* PROBLEM TO SOLVE *
Wherever a line of the data contains "super", copy that line.

Collected data:
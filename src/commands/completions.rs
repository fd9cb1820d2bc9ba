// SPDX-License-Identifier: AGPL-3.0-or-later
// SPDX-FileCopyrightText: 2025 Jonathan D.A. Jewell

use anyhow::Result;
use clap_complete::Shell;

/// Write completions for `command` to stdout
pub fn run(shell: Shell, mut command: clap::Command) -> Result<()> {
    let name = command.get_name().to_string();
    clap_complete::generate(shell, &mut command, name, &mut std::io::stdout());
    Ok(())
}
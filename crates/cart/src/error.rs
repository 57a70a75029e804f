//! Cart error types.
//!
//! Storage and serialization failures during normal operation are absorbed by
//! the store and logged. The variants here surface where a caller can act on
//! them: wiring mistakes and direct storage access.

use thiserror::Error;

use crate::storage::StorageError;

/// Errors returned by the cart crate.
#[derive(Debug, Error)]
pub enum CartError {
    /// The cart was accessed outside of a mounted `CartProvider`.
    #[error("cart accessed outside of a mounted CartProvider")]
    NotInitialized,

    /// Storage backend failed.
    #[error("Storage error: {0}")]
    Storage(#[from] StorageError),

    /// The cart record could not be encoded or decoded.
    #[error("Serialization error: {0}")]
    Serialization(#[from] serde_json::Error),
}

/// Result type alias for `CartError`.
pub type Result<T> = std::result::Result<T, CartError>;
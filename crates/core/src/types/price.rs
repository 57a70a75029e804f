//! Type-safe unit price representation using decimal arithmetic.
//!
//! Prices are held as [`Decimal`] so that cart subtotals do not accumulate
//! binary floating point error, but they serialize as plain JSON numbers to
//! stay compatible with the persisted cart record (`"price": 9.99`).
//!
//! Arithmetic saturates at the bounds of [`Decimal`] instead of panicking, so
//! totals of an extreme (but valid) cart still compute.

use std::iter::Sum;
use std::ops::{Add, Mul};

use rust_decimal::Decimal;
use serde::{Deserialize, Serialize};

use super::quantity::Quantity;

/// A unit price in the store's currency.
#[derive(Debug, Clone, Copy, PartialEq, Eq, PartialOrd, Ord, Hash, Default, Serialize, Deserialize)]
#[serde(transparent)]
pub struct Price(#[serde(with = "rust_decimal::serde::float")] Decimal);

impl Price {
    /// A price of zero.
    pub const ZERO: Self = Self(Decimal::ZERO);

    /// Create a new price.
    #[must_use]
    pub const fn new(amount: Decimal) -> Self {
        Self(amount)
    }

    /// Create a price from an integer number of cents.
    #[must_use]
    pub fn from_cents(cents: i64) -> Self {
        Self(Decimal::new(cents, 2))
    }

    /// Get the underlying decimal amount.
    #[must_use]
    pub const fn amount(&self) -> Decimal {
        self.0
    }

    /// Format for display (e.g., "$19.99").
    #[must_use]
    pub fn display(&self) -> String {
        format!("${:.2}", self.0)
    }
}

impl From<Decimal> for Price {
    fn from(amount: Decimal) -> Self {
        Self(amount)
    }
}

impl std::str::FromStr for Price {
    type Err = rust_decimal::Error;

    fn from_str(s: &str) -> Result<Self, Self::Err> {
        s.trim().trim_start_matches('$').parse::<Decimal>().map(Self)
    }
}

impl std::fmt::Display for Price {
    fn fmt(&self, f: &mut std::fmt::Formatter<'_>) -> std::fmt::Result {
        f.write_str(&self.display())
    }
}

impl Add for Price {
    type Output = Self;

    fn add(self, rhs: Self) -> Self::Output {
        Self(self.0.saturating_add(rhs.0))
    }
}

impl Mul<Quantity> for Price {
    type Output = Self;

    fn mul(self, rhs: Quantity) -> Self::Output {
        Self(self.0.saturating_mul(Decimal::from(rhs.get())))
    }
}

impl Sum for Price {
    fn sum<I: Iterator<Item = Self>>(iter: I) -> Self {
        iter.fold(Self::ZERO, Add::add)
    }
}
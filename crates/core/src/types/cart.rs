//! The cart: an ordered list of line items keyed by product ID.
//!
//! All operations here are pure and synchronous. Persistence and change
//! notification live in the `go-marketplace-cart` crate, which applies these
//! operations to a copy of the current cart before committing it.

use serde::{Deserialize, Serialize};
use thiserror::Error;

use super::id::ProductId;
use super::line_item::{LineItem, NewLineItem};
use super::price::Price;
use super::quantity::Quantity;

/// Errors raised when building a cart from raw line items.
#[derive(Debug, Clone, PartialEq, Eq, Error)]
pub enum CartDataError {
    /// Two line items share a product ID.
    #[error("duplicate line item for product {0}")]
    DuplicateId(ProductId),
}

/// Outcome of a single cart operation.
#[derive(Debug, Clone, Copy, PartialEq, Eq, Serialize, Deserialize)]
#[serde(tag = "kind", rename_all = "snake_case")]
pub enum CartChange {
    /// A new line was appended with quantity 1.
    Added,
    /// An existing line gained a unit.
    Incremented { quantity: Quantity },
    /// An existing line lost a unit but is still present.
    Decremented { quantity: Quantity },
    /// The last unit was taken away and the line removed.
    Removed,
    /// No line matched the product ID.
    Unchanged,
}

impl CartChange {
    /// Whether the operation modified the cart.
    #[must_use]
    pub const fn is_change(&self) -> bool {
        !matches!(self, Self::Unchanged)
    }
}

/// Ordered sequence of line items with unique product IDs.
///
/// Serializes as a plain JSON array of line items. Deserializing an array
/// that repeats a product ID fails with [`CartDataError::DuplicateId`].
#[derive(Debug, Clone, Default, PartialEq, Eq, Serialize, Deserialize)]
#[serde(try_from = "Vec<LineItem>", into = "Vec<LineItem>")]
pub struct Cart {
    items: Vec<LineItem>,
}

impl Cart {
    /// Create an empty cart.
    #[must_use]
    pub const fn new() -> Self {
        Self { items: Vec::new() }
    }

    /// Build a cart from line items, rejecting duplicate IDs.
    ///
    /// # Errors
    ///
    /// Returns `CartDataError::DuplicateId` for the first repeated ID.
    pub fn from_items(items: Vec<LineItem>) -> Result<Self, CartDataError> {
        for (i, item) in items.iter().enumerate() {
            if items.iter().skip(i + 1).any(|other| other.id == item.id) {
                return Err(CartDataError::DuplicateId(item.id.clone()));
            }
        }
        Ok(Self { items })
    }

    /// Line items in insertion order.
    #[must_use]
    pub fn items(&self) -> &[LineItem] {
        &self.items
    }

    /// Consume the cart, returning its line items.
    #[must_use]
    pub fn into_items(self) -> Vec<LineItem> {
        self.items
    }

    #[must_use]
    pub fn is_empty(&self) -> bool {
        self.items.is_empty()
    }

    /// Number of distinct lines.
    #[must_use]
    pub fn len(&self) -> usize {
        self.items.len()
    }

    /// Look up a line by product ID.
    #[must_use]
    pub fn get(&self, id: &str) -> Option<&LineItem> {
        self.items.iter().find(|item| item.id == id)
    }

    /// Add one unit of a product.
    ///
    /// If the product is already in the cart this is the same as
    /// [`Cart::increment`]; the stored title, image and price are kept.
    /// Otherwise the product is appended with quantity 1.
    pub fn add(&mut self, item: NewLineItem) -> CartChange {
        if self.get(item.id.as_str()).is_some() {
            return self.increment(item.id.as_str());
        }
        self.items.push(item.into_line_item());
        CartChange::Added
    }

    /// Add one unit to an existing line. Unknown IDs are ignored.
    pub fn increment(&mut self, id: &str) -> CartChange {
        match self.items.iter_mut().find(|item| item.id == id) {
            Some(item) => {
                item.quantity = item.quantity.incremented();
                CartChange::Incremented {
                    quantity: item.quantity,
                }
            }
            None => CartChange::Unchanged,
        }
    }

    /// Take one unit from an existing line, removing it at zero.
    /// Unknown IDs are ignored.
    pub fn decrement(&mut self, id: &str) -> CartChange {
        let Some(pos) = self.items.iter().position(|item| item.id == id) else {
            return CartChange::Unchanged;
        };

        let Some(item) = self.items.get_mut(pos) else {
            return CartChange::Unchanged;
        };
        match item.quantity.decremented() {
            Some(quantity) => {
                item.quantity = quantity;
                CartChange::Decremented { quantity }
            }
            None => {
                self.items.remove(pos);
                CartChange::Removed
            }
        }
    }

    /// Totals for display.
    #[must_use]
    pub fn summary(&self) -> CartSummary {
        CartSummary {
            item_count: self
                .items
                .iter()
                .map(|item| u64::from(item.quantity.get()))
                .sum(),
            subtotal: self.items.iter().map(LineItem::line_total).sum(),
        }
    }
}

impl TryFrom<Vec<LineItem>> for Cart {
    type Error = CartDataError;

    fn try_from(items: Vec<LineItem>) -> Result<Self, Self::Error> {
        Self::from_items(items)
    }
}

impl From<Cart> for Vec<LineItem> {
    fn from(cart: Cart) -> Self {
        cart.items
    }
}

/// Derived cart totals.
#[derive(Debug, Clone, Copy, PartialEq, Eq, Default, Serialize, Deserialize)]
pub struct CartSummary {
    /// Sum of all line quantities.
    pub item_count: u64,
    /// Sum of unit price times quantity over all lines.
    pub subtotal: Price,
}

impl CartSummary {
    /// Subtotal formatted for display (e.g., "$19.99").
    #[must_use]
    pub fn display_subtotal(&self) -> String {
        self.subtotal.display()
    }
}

* ANSWER BOX *
use super::quantity::Quantity;
use super::id::ProductId;
use super::line_item::{LineItem, NewLineItem};
use super::price::Price;
use super::quantity::Quantity;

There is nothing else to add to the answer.